Temps de lecture estimé : 8mins

Pour sa troisième carte blanche, notre invitée de la semaine, la galeriste et commissaire Françoise Paviot, prend le temps de nous décrypter les subtilités d’un tirage vintage. Des éléments essentiels pour préserver la mémoire de ceux qui les ont faits et pour mieux appréhender l’histoire de la photographie

Bellatrix Hubert, codirectrice de la galerie Zwirner observait récemment « Nous n’avons pas la mentalité fétichiste du vintage ou de l’attention exacerbée au tirage ». Pierre Gassmann m’avait de son côté déclaré un jour : « le vintage, c’est de la préciosité ridicule ». Quant à Henri Cartier-Bresson, après m’avoir demandé, lors d’une visite à la galerie : « mais pourquoi montrer mes vieux tirages alors qu’il en existe de si beaux maintenant ? », il est reparti en ajoutant : « des vintages j’en ai, mais dans une valise sous mon lit » (1) . Par contre, Michel Nuridsany écrivait à l’occasion d’un de ses articles  : « Ceux qui critiquent les vintages, sont ceux qui n’en ont pas ».

Etymologie et chambre noire

Dans le dictionnaire anglais Webster, le substantif signifie « vendange » mais aussi «  a superior wine from a single year » (2). La forme adjectivale complète cette définition avec les termes : importance, meilleur, qualité, intérêt, durable. Ces différentes dénominations se rejoignent sur deux axes , celui du temps à travers une notion de datation et celui d’une valeur à travers une idée de qualité. Dans le petit guide édité au tout début des années 80 par l’APO, Association pour la défense et la promotion de la photographie originale, le vintage est défini comme « un tirage d’époque, contemporain de la prise de vue ».

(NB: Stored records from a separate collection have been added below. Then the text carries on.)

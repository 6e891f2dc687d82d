// src/io/mod.rs
//
// Serial IO for marker-framed device streams: discovery, sessions,
// framing and the poll driver.

use std::time::{SystemTime, UNIX_EPOCH};

pub mod serial;
mod types;

pub use types::{StopReason, StreamEvent};

/// Get current timestamp in microseconds since UNIX epoch
pub fn now_us() -> u64 {
    SystemTime::now()
        .duration_since(UNIX_EPOCH)
        .map(|d| d.as_micros() as u64)
        .unwrap_or(0)
}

Le tirage est un moment qui se révèle bien souvent essentiel dans l’existence d’une photographie. On a coutume de dire que le photographe, à l’image du chef d’orchestre , interprète, dans sa chambre noire, une partition : le négatif. Ce fameux négatif à propos duquel des jeunes étudiants en marché de l’art (3) m’ont demandé un jour : « mais Madame, c’est quoi un négatif ? ». Les mêmes étant stupéfaits d’admiration devant l’image apparaissant dans le révélateur, lors d’une visite au laboratoire Dupon que je m’étais empressé d’organiser grâce à Thomas Consani (4). Maurice Tabard écrivait en 1930, à propos du tirage dans la chambre noire : « Oui, quelle que soit l’expérience que l’on puisse avoir de son métier, la naissance de l’image dans le révélateur est toujours une découverte, une surprise. A ce moment là les idées jaillissent, les analogies s’assemblent et suggèrent la trouvaille d’une superposition ». Inutile d’ajouter que c’est dans son laboratoire que le photographe peut décider ou pas de son cadrage, intervenir sur les basses ou les hautes lumières…. et faire advenir ce que son œil et sa sensibilité lui dictent. Que de fois n’ai-je pas entendu certains d’entre eux me dire : « cette image je ne veux plus la tirer », comme si leur regard l’avait épuisée. « La photographie, un multiple rare » commente souvent Alain Paviot.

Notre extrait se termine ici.